Work request:
Scan the entries below and return each line that contains "await".

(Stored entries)

══════

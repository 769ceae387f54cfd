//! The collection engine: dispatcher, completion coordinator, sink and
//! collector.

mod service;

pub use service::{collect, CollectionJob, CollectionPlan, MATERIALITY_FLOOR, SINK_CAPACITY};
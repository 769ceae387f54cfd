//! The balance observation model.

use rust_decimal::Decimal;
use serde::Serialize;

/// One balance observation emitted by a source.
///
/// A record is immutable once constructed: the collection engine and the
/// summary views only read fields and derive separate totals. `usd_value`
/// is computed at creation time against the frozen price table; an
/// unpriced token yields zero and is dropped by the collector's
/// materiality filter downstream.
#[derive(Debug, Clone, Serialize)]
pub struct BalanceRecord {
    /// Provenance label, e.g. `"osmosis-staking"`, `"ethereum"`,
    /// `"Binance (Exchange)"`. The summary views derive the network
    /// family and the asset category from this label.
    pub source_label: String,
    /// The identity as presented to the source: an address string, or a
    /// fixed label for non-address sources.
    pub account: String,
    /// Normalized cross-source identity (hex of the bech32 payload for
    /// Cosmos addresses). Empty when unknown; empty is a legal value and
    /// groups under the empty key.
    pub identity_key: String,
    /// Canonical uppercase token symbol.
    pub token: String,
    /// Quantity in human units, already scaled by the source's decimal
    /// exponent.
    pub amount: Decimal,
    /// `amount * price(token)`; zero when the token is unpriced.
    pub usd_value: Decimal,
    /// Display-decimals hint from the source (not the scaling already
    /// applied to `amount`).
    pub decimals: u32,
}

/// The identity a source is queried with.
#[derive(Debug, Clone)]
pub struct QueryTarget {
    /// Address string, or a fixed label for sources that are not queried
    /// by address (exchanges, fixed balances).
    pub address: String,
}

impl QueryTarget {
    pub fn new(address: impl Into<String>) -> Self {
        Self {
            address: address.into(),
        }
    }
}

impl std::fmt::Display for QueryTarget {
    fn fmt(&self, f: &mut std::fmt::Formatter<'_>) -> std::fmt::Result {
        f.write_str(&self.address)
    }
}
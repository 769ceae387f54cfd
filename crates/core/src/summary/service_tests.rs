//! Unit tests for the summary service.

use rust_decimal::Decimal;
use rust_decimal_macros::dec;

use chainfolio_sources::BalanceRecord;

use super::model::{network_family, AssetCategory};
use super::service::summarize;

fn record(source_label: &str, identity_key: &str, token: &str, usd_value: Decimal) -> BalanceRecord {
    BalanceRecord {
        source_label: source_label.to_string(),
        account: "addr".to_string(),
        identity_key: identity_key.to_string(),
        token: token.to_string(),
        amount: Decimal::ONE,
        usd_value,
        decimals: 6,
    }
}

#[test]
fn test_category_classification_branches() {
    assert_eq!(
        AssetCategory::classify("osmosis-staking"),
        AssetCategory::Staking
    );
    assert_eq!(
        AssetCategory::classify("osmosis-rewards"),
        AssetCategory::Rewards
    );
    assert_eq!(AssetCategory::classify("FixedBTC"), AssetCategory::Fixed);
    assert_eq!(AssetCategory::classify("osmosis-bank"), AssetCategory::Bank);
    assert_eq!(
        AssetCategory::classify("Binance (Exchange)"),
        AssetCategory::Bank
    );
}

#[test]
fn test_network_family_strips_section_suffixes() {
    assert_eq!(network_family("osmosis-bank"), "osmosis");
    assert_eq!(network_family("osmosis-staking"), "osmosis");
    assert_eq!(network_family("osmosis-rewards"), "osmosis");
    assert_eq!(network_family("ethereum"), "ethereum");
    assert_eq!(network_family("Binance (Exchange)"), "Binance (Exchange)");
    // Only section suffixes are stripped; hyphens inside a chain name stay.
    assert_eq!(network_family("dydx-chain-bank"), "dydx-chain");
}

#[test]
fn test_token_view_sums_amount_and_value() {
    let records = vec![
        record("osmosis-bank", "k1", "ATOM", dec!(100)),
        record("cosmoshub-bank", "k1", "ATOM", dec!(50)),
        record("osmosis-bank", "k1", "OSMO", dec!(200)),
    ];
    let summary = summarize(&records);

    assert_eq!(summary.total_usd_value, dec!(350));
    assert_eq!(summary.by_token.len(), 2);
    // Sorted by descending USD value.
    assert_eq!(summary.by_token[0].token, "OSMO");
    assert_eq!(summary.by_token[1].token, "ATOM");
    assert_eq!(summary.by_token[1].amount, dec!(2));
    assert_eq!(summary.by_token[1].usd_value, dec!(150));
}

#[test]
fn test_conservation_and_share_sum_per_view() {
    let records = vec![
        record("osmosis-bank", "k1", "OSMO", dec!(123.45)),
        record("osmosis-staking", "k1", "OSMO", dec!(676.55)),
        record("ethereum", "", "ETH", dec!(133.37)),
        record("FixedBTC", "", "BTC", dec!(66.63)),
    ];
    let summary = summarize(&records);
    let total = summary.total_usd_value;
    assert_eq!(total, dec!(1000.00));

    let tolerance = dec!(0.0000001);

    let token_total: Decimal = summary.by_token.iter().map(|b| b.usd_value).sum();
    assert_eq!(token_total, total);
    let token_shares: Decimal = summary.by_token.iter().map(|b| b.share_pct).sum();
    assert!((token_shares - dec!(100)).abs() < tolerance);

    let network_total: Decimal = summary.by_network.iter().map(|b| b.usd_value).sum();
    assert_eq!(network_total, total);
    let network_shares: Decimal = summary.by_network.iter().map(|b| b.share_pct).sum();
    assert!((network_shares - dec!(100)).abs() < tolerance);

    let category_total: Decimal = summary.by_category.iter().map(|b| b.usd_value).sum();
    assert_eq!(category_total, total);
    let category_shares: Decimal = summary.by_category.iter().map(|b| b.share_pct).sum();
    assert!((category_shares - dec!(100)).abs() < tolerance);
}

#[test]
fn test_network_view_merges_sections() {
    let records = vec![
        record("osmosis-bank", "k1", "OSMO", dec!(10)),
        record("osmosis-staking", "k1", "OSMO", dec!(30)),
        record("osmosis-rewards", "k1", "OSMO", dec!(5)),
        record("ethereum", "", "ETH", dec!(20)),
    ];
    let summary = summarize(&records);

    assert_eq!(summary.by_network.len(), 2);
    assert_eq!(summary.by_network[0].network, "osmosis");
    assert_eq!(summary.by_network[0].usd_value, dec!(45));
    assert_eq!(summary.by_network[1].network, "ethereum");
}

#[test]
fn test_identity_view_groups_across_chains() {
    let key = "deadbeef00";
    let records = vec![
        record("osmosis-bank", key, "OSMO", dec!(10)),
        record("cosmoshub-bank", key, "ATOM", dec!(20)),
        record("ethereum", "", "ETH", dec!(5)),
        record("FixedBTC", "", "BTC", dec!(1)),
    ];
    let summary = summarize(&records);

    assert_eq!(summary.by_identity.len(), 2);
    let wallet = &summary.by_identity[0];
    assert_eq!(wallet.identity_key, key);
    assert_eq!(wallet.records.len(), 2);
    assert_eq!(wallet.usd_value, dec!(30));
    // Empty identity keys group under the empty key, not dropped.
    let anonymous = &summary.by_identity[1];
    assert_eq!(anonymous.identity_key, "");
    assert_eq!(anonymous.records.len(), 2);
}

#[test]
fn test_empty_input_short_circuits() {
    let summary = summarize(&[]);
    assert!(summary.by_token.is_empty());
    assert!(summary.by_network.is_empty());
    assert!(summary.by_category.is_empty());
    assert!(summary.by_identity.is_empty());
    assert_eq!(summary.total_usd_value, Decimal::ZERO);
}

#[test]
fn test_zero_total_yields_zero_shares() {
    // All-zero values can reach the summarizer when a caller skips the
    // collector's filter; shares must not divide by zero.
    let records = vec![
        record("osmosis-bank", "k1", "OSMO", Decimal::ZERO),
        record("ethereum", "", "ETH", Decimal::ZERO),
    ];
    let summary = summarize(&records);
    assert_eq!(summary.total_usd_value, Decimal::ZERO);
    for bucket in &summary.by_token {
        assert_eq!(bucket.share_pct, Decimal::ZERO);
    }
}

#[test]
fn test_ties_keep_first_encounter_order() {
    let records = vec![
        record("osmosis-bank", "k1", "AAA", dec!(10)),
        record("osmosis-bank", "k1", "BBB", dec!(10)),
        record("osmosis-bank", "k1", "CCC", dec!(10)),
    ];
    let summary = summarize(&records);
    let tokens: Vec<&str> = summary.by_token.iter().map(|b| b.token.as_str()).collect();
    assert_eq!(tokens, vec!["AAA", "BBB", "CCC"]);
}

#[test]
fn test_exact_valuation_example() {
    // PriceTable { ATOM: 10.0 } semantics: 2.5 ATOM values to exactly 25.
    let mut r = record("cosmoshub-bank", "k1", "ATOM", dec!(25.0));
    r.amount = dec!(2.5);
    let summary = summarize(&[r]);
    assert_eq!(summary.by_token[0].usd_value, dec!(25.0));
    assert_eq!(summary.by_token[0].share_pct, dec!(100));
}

══════

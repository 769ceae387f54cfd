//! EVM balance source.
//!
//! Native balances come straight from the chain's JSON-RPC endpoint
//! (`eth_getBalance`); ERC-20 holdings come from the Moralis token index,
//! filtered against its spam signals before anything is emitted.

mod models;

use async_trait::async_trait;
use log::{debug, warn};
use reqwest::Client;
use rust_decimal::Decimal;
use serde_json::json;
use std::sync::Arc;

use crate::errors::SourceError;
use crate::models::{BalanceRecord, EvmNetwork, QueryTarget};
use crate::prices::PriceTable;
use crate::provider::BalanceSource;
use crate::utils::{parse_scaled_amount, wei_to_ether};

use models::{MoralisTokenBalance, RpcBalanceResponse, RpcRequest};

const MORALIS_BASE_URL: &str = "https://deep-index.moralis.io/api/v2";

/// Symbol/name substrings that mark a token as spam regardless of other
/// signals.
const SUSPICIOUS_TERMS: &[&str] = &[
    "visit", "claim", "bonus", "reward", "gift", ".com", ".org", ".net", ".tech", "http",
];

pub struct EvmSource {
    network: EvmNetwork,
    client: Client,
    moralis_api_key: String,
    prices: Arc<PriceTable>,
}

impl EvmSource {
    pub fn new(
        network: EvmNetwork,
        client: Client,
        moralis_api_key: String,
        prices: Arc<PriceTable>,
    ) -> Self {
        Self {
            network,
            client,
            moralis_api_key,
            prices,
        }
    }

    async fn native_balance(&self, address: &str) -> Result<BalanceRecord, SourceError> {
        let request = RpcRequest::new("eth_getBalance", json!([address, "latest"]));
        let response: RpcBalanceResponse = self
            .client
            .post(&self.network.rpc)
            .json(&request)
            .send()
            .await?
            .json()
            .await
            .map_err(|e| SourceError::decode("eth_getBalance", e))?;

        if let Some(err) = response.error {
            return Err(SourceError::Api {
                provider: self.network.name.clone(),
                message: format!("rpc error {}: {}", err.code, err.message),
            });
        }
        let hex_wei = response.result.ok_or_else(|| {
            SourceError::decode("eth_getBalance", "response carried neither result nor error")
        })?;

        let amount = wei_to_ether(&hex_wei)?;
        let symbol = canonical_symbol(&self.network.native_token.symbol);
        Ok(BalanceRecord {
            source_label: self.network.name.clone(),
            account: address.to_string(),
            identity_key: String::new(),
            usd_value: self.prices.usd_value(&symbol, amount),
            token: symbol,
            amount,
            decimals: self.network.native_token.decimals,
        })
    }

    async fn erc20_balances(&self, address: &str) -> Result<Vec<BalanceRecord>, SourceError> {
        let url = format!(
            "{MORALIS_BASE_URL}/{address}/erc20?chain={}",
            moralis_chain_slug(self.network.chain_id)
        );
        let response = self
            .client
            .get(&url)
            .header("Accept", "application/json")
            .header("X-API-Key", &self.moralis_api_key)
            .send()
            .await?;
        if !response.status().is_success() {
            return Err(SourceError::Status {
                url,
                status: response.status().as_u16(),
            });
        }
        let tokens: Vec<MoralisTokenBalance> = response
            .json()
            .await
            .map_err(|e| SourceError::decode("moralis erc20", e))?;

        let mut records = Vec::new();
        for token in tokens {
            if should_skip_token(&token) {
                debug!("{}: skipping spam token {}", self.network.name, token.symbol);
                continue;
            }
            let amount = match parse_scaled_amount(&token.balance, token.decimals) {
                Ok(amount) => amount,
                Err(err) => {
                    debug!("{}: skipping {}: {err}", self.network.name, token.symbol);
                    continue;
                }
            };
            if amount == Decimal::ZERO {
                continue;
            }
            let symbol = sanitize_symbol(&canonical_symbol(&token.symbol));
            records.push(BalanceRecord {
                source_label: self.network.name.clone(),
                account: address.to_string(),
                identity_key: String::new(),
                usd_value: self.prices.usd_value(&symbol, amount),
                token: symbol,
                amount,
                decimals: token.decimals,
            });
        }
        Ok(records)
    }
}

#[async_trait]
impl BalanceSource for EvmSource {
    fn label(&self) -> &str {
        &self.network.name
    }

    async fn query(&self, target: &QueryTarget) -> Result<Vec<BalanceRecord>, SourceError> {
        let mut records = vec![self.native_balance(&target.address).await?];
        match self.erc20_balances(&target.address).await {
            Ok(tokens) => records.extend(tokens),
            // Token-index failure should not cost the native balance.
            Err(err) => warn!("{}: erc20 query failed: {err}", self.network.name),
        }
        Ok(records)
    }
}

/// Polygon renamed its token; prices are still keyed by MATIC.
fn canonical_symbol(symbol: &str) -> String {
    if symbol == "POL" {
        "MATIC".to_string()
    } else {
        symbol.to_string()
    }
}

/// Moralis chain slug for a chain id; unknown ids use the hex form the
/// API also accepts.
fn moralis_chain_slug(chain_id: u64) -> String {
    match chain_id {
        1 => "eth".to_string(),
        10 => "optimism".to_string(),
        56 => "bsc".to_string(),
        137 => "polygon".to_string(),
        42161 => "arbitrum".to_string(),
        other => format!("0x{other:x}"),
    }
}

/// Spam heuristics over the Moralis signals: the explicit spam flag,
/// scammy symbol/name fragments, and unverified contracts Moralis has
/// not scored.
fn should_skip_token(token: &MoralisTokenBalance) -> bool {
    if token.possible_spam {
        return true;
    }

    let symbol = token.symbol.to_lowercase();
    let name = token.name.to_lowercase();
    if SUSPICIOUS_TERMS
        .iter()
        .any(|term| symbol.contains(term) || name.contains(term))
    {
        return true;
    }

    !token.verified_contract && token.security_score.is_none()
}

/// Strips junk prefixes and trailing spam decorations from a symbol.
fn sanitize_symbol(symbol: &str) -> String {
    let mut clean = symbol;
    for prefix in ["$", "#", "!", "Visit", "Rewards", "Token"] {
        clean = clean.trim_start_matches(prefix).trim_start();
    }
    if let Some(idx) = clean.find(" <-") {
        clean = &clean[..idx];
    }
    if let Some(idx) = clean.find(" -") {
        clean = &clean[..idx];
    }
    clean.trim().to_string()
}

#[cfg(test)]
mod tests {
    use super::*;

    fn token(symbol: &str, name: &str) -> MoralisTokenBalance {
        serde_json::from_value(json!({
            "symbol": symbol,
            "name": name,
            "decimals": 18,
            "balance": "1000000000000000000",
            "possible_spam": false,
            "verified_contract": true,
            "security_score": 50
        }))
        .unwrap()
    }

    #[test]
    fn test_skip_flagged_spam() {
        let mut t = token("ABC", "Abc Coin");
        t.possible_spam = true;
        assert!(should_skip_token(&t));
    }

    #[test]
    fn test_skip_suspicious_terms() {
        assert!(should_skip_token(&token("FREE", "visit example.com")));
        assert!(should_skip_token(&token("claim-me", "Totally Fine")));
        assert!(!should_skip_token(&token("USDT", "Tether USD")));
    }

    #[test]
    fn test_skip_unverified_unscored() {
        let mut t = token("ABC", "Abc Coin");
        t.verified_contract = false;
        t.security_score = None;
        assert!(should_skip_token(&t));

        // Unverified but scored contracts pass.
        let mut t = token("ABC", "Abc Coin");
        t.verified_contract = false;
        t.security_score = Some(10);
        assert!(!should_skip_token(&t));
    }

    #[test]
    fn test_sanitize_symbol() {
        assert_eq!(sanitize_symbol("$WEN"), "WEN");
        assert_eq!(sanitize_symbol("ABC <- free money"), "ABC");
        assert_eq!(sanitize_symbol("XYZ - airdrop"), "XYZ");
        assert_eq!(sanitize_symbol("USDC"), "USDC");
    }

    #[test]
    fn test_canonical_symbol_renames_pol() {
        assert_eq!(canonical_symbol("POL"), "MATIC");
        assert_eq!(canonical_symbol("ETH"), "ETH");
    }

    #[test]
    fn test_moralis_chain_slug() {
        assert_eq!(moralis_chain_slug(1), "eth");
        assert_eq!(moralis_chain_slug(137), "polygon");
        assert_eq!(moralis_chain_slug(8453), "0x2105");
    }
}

══════

Written answer:
            .await?
            .await
            .await?;
            .await
        let mut records = vec![self.native_balance(&target.address).await?];
        match self.erc20_balances(&target.address).await {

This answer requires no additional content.